Study by Chinese researchers in 2011 proved that both the styles of acupuncture – electro and traditional – have significantly reduced chronic inflammation. Inflammation is generally caused by an increase in tumor necrosis factor-a (TNF-a) and vascular endothelial growth factor (VEGF). Acupuncture significantly reduces these two factors. TNF-a is the main culprit when it comes to joint damage. Rheumatoid arthritis is described by depletion of bones.
Director of the paediatric pain management clinic at Children’s Hospital in Los Angeles, Jeffrey I. Gold, PhD, asserts that acupuncture on specific areas of the body induce response in different parts of the brain. MRI scans have proved that acupuncture not only blocks pain signals but also has neurological, psychological, immunological and hormonal effects. But Gold also concedes that it is not yet clear how the inflammatory factor TNF-a is affected by acupuncture.
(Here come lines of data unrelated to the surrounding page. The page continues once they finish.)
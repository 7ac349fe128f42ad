use std::fs;
use std::io;
use std::num::NonZeroUsize;
use std::path::{Path, PathBuf};

use elsa::FrozenVec;
use serde::Serialize;

#[derive(Serialize, Debug, Clone, Copy, PartialEq, Eq, Hash)]
pub struct SourceId(NonZeroUsize);

impl SourceId {
    fn from_index(idx: usize) -> Self {
        Self(NonZeroUsize::MIN.saturating_add(idx))
    }

    fn index(self) -> usize {
        self.0.get() - 1
    }
}

/// Append-only storage for loaded files.
///
/// File contents are never moved once pushed, so slices handed out by [`Source`] stay valid
/// for as long as the buffer lives.
#[derive(Default)]
pub struct SourceBuffer(FrozenVec<Vec<u8>>);

impl SourceBuffer {
    pub fn new() -> Self {
        Self(FrozenVec::new())
    }
}

pub struct Source<'buf> {
    buf: &'buf SourceBuffer,
    files: Vec<SourceFile<'buf>>,
}

#[derive(Debug)]
pub struct SourceFile<'buf> {
    id: SourceId,
    path: PathBuf,
    buf: &'buf [u8],
}

impl<'buf> Source<'buf> {
    pub fn new(buf: &'buf mut SourceBuffer) -> Self {
        // take a &mut to ensure exclusivity of the borrow
        Self {
            buf: &*buf,
            files: Vec::new(),
        }
    }

    pub fn load_from_string(&mut self, path: PathBuf, contents: Vec<u8>) -> SourceId {
        let idx = self.files.len();
        debug_assert_eq!(self.buf.0.len(), idx);
        let id = SourceId::from_index(idx);

        self.buf.0.push(contents);
        let buf: &'buf [u8] = &self.buf.0[idx];

        self.files.push(SourceFile { id, path, buf });

        id
    }

    pub fn load(&mut self, path: PathBuf) -> io::Result<SourceId> {
        let contents = fs::read(&path)?;

        Ok(self.load_from_string(path, contents))
    }

    pub fn get(&self, id: SourceId) -> Option<&SourceFile<'buf>> {
        self.files.get(id.index())
    }

    pub fn iter(&self) -> impl Iterator<Item = &SourceFile<'buf>> {
        self.files.iter()
    }

    pub fn len(&self) -> usize {
        self.files.len()
    }

    pub fn is_empty(&self) -> bool {
        self.files.is_empty()
    }
}

impl<'buf> SourceFile<'buf> {
    pub fn id(&self) -> SourceId {
        self.id
    }

    pub fn path(&self) -> &Path {
        &self.path
    }

    pub fn buf(&self) -> &'buf [u8] {
        self.buf
    }
}
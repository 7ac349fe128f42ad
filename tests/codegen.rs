mod common;

use coolbril::analysis::TypeckError;
use coolbril::codegen::{CodegenError, CodegenOptions, UnsupportedConstruct, ENTRY_FUNC};
use coolbril::ir::{Instr, Program, ValueOp};
use coolbril::{compile, CompileError};
use insta::assert_snapshot;
use pretty_assertions::assert_eq;

use self::common::parse;

fn try_compile(code: &str) -> Result<Program, CompileError> {
    compile(&parse(code), &CodegenOptions::default())
}

fn compile_ok(code: &str) -> Program {
    match try_compile(code) {
        Ok(program) => program,
        Err(e) => panic!("compilation failed: {}", e),
    }
}

fn function_text(program: &Program, name: &str) -> String {
    match program.function(name) {
        Some(func) => func.to_string(),
        None => panic!("function {} was not generated", name),
    }
}

fn function_names(program: &Program) -> Vec<&str> {
    program
        .functions
        .iter()
        .map(|func| func.name.as_str())
        .collect()
}

/// The functions called from `name`, in order.
fn call_targets<'a>(program: &'a Program, name: &str) -> Vec<&'a str> {
    program
        .function(name)
        .into_iter()
        .flat_map(|func| &func.instrs)
        .filter_map(|instr| match instr {
            Instr::Value {
                op: ValueOp::Call,
                funcs,
                ..
            } => funcs.first().map(String::as_str),
            _ => None,
        })
        .collect()
}

fn unsupported(code: &str) -> UnsupportedConstruct {
    match try_compile(code) {
        Err(CompileError::Codegen(CodegenError::Unsupported { construct, .. })) => construct,
        result => panic!("expected an unsupported construct, got {:?}", result),
    }
}

#[test]
fn test_field_access() {
    let program = compile_ok(include_str!("codegen/field_access.cl"));

    assert_eq!(
        function_names(&program),
        ["IO__out_int", "A__constructor", "A__get", "Main__constructor", "main"]
    );

    assert_snapshot!(program.to_string().trim_end(), @r###"
    @IO__out_int(self: ptr<int>, number: int): ptr<int> {
      print number;
      ret self;
    }
    @A__constructor(self: ptr<int>): ptr<int> {
      t.0: int = const 5;
      t.1: int = const 0;
      t.2: ptr<int> = ptradd self t.1;
      store t.2 t.0;
      ret self;
    }
    @A__get(self: ptr<int>): int {
      t.0: int = const 0;
      t.1: ptr<int> = ptradd self t.0;
      t.2: int = load t.1;
      ret t.2;
    }
    @Main__constructor(self: ptr<int>): ptr<int> {
      ret self;
    }
    @main {
      t.0: int = const 1;
      self: ptr<int> = alloc t.0;
      self: ptr<int> = call @Main__constructor self;
      t.1: int = const 1;
      t.2: ptr<int> = alloc t.1;
      t.2: ptr<int> = call @A__constructor t.2;
      t.3: int = call @A__get t.2;
      free self;
      free t.2;
      ret;
    }
    "###);
}

#[test]
fn test_parent_constructor_runs_first() {
    let program = compile_ok(include_str!("codegen/inheritance.cl"));

    assert_snapshot!(function_text(&program, "B__constructor"), @r###"
    @B__constructor(self: ptr<int>): ptr<int> {
      t.0: ptr<int> = call @A__constructor self;
      t.1: int = const 2;
      t.2: int = const 1;
      t.3: ptr<int> = ptradd self t.2;
      store t.3 t.1;
      ret self;
    }
    "###);

    // `B` has two slots and inherits `f` from `A`
    assert_snapshot!(function_text(&program, ENTRY_FUNC), @r###"
    @main {
      t.0: int = const 1;
      self: ptr<int> = alloc t.0;
      self: ptr<int> = call @Main__constructor self;
      t.1: int = const 2;
      t.2: ptr<int> = alloc t.1;
      t.2: ptr<int> = call @B__constructor t.2;
      t.3: int = call @A__f t.2;
      free self;
      free t.2;
      ret;
    }
    "###);
}

#[test]
fn test_if() {
    let program = compile_ok("class Main { main() : Int { if 3 < 5 then 1 else 2 fi }; };");

    assert_snapshot!(function_text(&program, ENTRY_FUNC), @r###"
    @main {
      t.0: int = const 1;
      self: ptr<int> = alloc t.0;
      self: ptr<int> = call @Main__constructor self;
      t.1: int = const 3;
      t.2: int = const 5;
      t.3: bool = lt t.1 t.2;
      br t.3 .if.then.6 .if.else.6;
    .if.then.6:
      t.4: int = const 1;
      t.7: int = id t.4;
      jmp .if.exit.6;
    .if.else.6:
      t.5: int = const 2;
      t.7: int = id t.5;
      jmp .if.exit.6;
    .if.exit.6:
      free self;
      ret;
    }
    "###);
}

#[test]
fn test_if_result_is_returned() {
    let program = compile_ok(
        "class Main {
            pick(flag : Bool) : Int { if flag then 1 else 2 fi };
            main() : Int { pick(true) };
        };",
    );

    // both arms write the register that the method returns
    assert_snapshot!(function_text(&program, "Main__pick"), @r###"
    @Main__pick(self: ptr<int>, flag: bool): int {
      br flag .if.then.2 .if.else.2;
    .if.then.2:
      t.0: int = const 1;
      t.3: int = id t.0;
      jmp .if.exit.2;
    .if.else.2:
      t.1: int = const 2;
      t.3: int = id t.1;
      jmp .if.exit.2;
    .if.exit.2:
      ret t.3;
    }
    "###);
}

#[test]
fn test_if_arms_keep_their_own_types() {
    let program = compile_ok(
        "class Main {
            mixed() : Object { if true then 1 else false fi };
            main() : Int { 0 };
        };",
    );

    assert_snapshot!(function_text(&program, "Main__mixed"), @r###"
    @Main__mixed(self: ptr<int>): ptr<int> {
      t.0: bool = const true;
      br t.0 .if.then.3 .if.else.3;
    .if.then.3:
      t.1: int = const 1;
      t.4: int = id t.1;
      jmp .if.exit.3;
    .if.else.3:
      t.2: bool = const false;
      t.4: bool = id t.2;
      jmp .if.exit.3;
    .if.exit.3:
      ret t.4;
    }
    "###);
}

#[test]
fn test_conditional_allocations_are_not_freed() {
    let program = compile_ok(
        "class A { x : Int; };
        class Main {
            main() : Object { {
                new A;
                if true then new A else new A fi;
                while false loop new A pool;
            } };
        };",
    );

    let frees = program
        .function(ENTRY_FUNC)
        .unwrap()
        .instrs
        .iter()
        .map(ToString::to_string)
        .filter(|instr| instr.starts_with("free"))
        .collect::<Vec<_>>();

    assert_eq!(frees, ["free self;", "free t.2;"]);
}

#[test]
fn test_while_with_out_int() {
    let program = compile_ok(include_str!("codegen/counter_loop.cl"));

    assert_snapshot!(function_text(&program, ENTRY_FUNC), @r###"
    @main {
      t.0: int = const 1;
      self: ptr<int> = alloc t.0;
      self: ptr<int> = call @Main__constructor self;
      t.1: int = const 0;
      i: int = id t.1;
    .loop.cond.2:
      t.3: int = const 3;
      t.4: bool = lt i t.3;
      br t.4 .loop.body.2 .loop.end.2;
    .loop.body.2:
      t.5: ptr<int> = call @IO__out_int self i;
      t.6: int = const 1;
      t.7: int = add i t.6;
      i: int = id t.7;
      jmp .loop.cond.2;
    .loop.end.2:
      free self;
      ret;
    }
    "###);

    // `IO` is built in, so there is no parent constructor to call
    assert_snapshot!(function_text(&program, "Main__constructor"), @r###"
    @Main__constructor(self: ptr<int>): ptr<int> {
      ret self;
    }
    "###);
}

#[test]
fn test_default_field_values() {
    let program = compile_ok(include_str!("codegen/default_fields.cl"));

    // `other` has no default value and is left untouched
    assert_snapshot!(function_text(&program, "Main__constructor"), @r###"
    @Main__constructor(self: ptr<int>): ptr<int> {
      t.0: int = const 0;
      t.1: int = const 0;
      t.2: ptr<int> = ptradd self t.1;
      store t.2 t.0;
      t.3: bool = const false;
      t.4: int = const 1;
      t.5: ptr<int> = ptradd self t.4;
      store t.5 t.3;
      ret self;
    }
    "###);

    assert_snapshot!(function_text(&program, "Main__neg"), @r###"
    @Main__neg(self: ptr<int>): int {
      t.0: int = const 0;
      t.1: ptr<int> = ptradd self t.0;
      t.2: int = load t.1;
      t.3: int = const 0;
      t.4: int = sub t.3 t.2;
      ret t.4;
    }
    "###);

    assert_snapshot!(function_text(&program, ENTRY_FUNC), @r###"
    @main {
      t.0: int = const 3;
      self: ptr<int> = alloc t.0;
      self: ptr<int> = call @Main__constructor self;
      t.1: int = const 1;
      t.2: ptr<int> = ptradd self t.1;
      t.3: bool = load t.2;
      t.4: bool = not t.3;
      free self;
      ret;
    }
    "###);
}

#[test]
fn test_locals_get_unique_registers() {
    let program = compile_ok(
        "class Main {
            twice() : Int { { let x : Int <- 1 in x; let x : Int <- 2 in x; } };
            main() : Int { twice() };
        };",
    );

    assert_snapshot!(function_text(&program, "Main__twice"), @r###"
    @Main__twice(self: ptr<int>): int {
      t.0: int = const 1;
      x: int = id t.0;
      t.1: int = const 2;
      x.2: int = id t.1;
      ret x.2;
    }
    "###);

    assert_eq!(call_targets(&program, ENTRY_FUNC), ["Main__constructor", "Main__twice"]);
}

#[test]
fn test_method_params() {
    let program = compile_ok(
        "class Main {
            pick(a : Int, b : Bool, c : Main) : SELF_TYPE { c };
            main() : Int { 0 };
        };",
    );

    assert_snapshot!(function_text(&program, "Main__pick"), @r###"
    @Main__pick(self: ptr<int>, a: int, b: bool, c: ptr<int>): ptr<int> {
      ret c;
    }
    "###);
}

#[test]
fn test_let_without_init() {
    let program = compile_ok(
        "class Main {
            main() : Int { let x : Int, b : Bool, m : Main in x };
        };",
    );

    let main = program.function(ENTRY_FUNC).unwrap();
    let body = main.instrs[3..]
        .iter()
        .map(ToString::to_string)
        .collect::<Vec<_>>();

    assert_eq!(
        body,
        ["x: int = const 0;", "b: bool = const false;", "free self;", "ret;"]
    );
}

#[test]
fn test_let_default_before_use() {
    let program = compile_ok("class Main { main() : Int { let x : Int in x + 1 }; };");

    assert_snapshot!(function_text(&program, ENTRY_FUNC), @r###"
    @main {
      t.0: int = const 1;
      self: ptr<int> = alloc t.0;
      self: ptr<int> = call @Main__constructor self;
      x: int = const 0;
      t.1: int = const 1;
      t.2: int = add x t.1;
      free self;
      ret;
    }
    "###);
}

#[test]
fn test_dispatch_targets() {
    let program = compile_ok(include_str!("codegen/dispatch.cl"));

    assert_eq!(
        call_targets(&program, ENTRY_FUNC),
        [
            "Main__constructor",
            "B__constructor",
            "B__f",
            "B__constructor",
            "A__f",
            "B__constructor",
            "A__g",
        ]
    );

    let frees = program
        .function(ENTRY_FUNC)
        .unwrap()
        .instrs
        .iter()
        .filter(|instr| instr.op_name() == "free")
        .map(ToString::to_string)
        .collect::<Vec<_>>();

    assert_eq!(frees, ["free self;", "free t.2;", "free t.5;", "free t.9;"]);
}

#[test]
fn test_new_builtin_classes() {
    let program = compile_ok(
        "class Main {
            main() : Object { { new Int; new Bool; new IO; } };
        };",
    );

    let body = program.function(ENTRY_FUNC).unwrap().instrs[3..]
        .iter()
        .map(ToString::to_string)
        .collect::<Vec<_>>();

    assert_eq!(
        body,
        [
            "t.1: int = const 0;",
            "t.2: bool = const false;",
            "t.3: int = const 1;",
            "t.4: ptr<int> = alloc t.3;",
            "free self;",
            "free t.4;",
            "ret;",
        ]
    );
}

#[test]
fn test_custom_entry() {
    let classes = parse(
        "class Start {
            run() : Int { 1 };
            other() : Int { 2 };
        };",
    );

    let options = CodegenOptions {
        entry_class: "Start".into(),
        entry_method: "run".into(),
    };

    let program = compile(&classes, &options).unwrap();

    assert_eq!(
        function_names(&program),
        ["IO__out_int", "Start__constructor", "main", "Start__other"]
    );
}

#[test]
fn test_parents_are_emitted_first() {
    let program = compile_ok(
        "class B inherits A { g() : Int { 2 }; };
        class A { f() : Int { 1 }; };
        class Main { main() : Int { 0 }; };",
    );

    assert_eq!(
        function_names(&program),
        [
            "IO__out_int",
            "A__constructor",
            "A__f",
            "Main__constructor",
            "main",
            "B__constructor",
            "B__g",
        ]
    );
}

#[test]
fn test_output_is_deterministic() {
    let code = include_str!("codegen/default_fields.cl");
    let first = compile_ok(code);
    let second = compile_ok(code);

    assert_eq!(first.to_string(), second.to_string());
    assert_eq!(first.to_json().unwrap(), second.to_json().unwrap());
}

#[test]
fn test_missing_entry() {
    let program = compile_ok("class A { f() : Int { 1 }; };");

    assert!(program.function(ENTRY_FUNC).is_none());
    assert_eq!(
        function_names(&program),
        ["IO__out_int", "A__constructor", "A__f"]
    );
}

#[test]
fn test_unsupported_constructs() {
    assert_eq!(
        unsupported("class Main { main() : String { \"hello\" }; };"),
        UnsupportedConstruct::StringLiteral
    );

    assert_eq!(
        unsupported("class Main { main() : String { new String }; };"),
        UnsupportedConstruct::StringObject
    );

    assert_eq!(
        unsupported("class Main { main() : Int { case 1 of i : Int => i; esac }; };"),
        UnsupportedConstruct::Case
    );

    assert_eq!(
        unsupported("class Main { main() : Bool { isvoid self }; };"),
        UnsupportedConstruct::IsVoid
    );

    assert!(matches!(
        unsupported("class Main inherits IO { main() : Object { in_int() }; };"),
        UnsupportedConstruct::BuiltinMethod { method, .. } if method == b"in_int"
    ));
}

#[test]
fn test_typeck_errors_stop_compilation() {
    assert!(matches!(
        try_compile("class Main { main() : Int { true }; };"),
        Err(CompileError::Typeck(TypeckError::NotAssignable { .. }))
    ));
}
use crate::position::Position;
use crate::source::{SourceFile, SourceId};

fn is_continuation_byte(c: u8) -> bool {
    c & 0b1100_0000 == 0b1000_0000
}

/// A byte iterator over a source file that keeps track of the current position.
///
/// Columns are counted in characters: UTF-8 continuation bytes do not advance the column.
#[derive(Debug, Clone)]
pub struct Cursor<'buf> {
    buf: &'buf [u8],
    source_id: SourceId,
    pos: Position,
    prev_pos: Option<Position>,
}

impl<'buf> Cursor<'buf> {
    pub fn new(src_file: &SourceFile<'buf>) -> Self {
        Self {
            buf: src_file.buf(),
            source_id: src_file.id(),
            pos: Position::with_source_file(src_file),
            prev_pos: None,
        }
    }

    /// Returns the position of the immediately following character.
    pub fn pos(&self) -> Position {
        self.pos
    }

    /// Returns the position of the previously returned character.
    pub fn prev_pos(&self) -> Position {
        self.prev_pos.unwrap_or_else(|| Position::with_source_id(self.source_id))
    }

    pub fn peek(&self) -> Option<u8> {
        self.remaining().first().copied()
    }

    pub fn remaining(&self) -> &'buf [u8] {
        &self.buf[self.pos.byte..]
    }

    pub fn starts_with(&self, value: &[u8]) -> bool {
        self.remaining().starts_with(value)
    }

    pub fn consume_expecting(&mut self, expected: &[u8]) -> Option<&'buf [u8]> {
        if self.starts_with(expected) {
            Some(self.consume_n(expected.len()))
        } else {
            None
        }
    }

    /// Advances by up to `n` bytes and returns the bytes skipped over.
    pub fn consume_n(&mut self, n: usize) -> &'buf [u8] {
        let start = self.pos.byte;
        self.by_ref().take(n).for_each(drop);

        &self.buf[start..self.pos.byte]
    }

    pub fn consume_while(&mut self, mut predicate: impl FnMut(&u8) -> bool) -> &'buf [u8] {
        let n = self
            .remaining()
            .iter()
            .take_while(|&c| predicate(c))
            .count();

        self.consume_n(n)
    }
}

impl<'buf> Iterator for Cursor<'buf> {
    type Item = u8;

    fn next(&mut self) -> Option<u8> {
        let c = self.peek()?;

        self.prev_pos = Some(self.pos);
        self.pos.byte += 1;

        match c {
            // \r\n is a single line break: let the \n do the work
            b'\r' if self.peek() == Some(b'\n') => {}

            b'\n' | b'\r' => {
                self.pos.line += 1;
                self.pos.col = 1;
            }

            _ if is_continuation_byte(c) => {}
            _ => self.pos.col += 1,
        }

        Some(c)
    }
}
The 2008 version of Arthritis & Rheumatism have revealed that several tests conducted have confirmed that the practice of the therapy of acupuncture has led to a decrease in morning stiffness and other pain in patients of rheumatoid arthritis.
The various studies conducted also revealed that there has been considerable reduction in erythrocyte sedimentation rate (ESR) and also a significant reduction in C-reactive protein (CRP). Both ESR and CRP are factors that cause swelling of the joints in the hands and feet.
Ideally, treatment takes around three to six sessions.
Acupuncture may not be effective on everyone. 20% of the patients may not get the desired results. The reason could be that there are different types of acupuncture and different practitioners have different styles of practicing this therapy. Also, certain insurance companies may not cover acupuncture therapy.
Proper research needs to be done before deciding on an acupuncture practitioner. Licensed acupuncturists with experience of treating RA patients should only be considered.
Though much research needs to be done into the actual effect of acupuncture on RA, the evidence actually looks very promising. If you suffer from Arthritis and want to know your treatment options, get in touch with Acupuncture of Columbus today.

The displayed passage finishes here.